WHAT IS BEING ASKED:
The response should hold each line from the entries below where "async" is found.

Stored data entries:
-.-.-
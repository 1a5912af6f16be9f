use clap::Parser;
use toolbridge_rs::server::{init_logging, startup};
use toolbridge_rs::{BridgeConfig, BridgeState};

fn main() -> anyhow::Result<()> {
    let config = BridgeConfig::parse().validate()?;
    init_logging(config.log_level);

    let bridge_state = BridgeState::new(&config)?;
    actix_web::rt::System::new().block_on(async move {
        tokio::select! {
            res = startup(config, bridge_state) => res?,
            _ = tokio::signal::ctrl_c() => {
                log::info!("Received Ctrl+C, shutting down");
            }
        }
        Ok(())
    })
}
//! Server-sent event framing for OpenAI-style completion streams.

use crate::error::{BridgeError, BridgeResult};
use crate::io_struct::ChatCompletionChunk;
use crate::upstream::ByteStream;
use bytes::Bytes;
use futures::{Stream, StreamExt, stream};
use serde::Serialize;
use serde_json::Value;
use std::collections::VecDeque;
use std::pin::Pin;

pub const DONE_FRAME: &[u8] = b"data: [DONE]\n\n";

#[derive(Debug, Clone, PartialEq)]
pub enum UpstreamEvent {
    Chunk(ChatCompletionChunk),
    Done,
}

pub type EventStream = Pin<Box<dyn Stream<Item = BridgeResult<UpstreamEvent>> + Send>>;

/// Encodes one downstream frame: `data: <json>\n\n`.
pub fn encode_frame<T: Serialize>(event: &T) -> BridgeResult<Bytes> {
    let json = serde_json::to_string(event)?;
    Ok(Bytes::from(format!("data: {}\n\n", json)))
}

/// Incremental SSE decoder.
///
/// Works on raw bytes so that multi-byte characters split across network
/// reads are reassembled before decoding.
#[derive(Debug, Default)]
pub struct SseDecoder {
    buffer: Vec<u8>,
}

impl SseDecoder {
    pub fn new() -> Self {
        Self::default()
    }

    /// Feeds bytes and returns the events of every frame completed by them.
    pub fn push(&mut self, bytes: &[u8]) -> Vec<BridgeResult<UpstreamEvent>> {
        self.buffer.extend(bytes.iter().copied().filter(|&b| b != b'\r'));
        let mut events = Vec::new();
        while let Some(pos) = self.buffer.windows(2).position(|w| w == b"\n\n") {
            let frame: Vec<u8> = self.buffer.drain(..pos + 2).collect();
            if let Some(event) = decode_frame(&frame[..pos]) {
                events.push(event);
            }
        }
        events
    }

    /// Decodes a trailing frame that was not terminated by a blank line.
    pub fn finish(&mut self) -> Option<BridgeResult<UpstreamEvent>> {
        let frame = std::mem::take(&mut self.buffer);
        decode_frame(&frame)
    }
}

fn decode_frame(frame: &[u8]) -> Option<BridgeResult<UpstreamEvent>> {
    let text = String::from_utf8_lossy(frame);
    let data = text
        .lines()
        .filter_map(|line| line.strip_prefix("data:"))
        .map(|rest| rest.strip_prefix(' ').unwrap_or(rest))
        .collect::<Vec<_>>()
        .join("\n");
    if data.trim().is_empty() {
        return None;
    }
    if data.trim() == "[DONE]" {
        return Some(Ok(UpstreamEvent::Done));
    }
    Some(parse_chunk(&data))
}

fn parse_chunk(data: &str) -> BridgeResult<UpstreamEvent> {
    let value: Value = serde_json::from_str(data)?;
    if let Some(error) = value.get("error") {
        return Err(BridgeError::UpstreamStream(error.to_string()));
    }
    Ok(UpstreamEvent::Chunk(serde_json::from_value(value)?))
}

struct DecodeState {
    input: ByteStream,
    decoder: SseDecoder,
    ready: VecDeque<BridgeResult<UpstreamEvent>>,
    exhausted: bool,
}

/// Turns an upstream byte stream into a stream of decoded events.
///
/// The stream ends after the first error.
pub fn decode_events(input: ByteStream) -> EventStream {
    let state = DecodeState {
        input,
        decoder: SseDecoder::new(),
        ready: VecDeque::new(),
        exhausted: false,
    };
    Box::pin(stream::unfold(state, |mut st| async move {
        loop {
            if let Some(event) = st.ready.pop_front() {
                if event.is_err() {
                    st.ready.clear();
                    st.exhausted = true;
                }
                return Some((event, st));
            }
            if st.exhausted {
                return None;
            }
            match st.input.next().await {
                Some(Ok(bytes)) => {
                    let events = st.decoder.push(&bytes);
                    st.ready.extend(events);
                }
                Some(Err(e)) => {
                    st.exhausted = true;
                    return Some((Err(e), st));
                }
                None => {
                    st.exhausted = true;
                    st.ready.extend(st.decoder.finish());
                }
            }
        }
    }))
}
-.-.-
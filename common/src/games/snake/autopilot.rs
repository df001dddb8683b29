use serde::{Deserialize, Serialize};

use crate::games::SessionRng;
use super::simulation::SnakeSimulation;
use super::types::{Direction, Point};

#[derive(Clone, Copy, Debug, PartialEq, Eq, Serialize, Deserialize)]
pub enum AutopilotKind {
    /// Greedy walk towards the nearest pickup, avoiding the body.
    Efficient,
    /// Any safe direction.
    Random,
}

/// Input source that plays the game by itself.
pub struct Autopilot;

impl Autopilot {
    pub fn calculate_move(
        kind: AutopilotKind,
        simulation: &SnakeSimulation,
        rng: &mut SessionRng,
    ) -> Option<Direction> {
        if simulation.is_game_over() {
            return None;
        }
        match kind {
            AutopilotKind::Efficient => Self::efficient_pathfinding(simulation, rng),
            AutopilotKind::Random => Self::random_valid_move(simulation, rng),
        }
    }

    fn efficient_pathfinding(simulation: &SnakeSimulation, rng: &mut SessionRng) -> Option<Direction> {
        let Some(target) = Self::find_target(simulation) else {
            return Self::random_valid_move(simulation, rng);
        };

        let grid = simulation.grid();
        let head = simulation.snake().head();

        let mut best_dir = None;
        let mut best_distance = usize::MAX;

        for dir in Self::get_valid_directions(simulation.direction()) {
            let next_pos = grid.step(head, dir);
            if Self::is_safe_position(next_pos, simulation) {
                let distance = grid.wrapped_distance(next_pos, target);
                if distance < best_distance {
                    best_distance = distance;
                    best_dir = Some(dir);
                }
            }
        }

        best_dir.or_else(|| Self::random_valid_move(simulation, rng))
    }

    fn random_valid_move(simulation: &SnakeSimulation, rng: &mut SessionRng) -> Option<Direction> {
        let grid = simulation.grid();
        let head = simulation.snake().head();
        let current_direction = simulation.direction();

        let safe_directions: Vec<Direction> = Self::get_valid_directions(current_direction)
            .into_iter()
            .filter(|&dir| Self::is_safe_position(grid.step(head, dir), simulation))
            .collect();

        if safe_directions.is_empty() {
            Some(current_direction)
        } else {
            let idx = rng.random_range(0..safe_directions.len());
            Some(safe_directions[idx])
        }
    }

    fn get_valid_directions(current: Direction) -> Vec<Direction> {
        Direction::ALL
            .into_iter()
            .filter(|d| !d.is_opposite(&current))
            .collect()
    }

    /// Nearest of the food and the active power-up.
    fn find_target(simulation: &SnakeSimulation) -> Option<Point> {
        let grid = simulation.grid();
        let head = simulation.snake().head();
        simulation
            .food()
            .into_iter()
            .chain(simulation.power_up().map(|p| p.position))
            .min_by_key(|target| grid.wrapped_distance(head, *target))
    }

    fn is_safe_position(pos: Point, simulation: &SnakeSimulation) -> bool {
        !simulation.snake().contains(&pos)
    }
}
-.-.-
ANSWER SECTION:
    actix_web::rt::System::new().block_on(async move {
    Box::pin(stream::unfold(state, |mut st| async move {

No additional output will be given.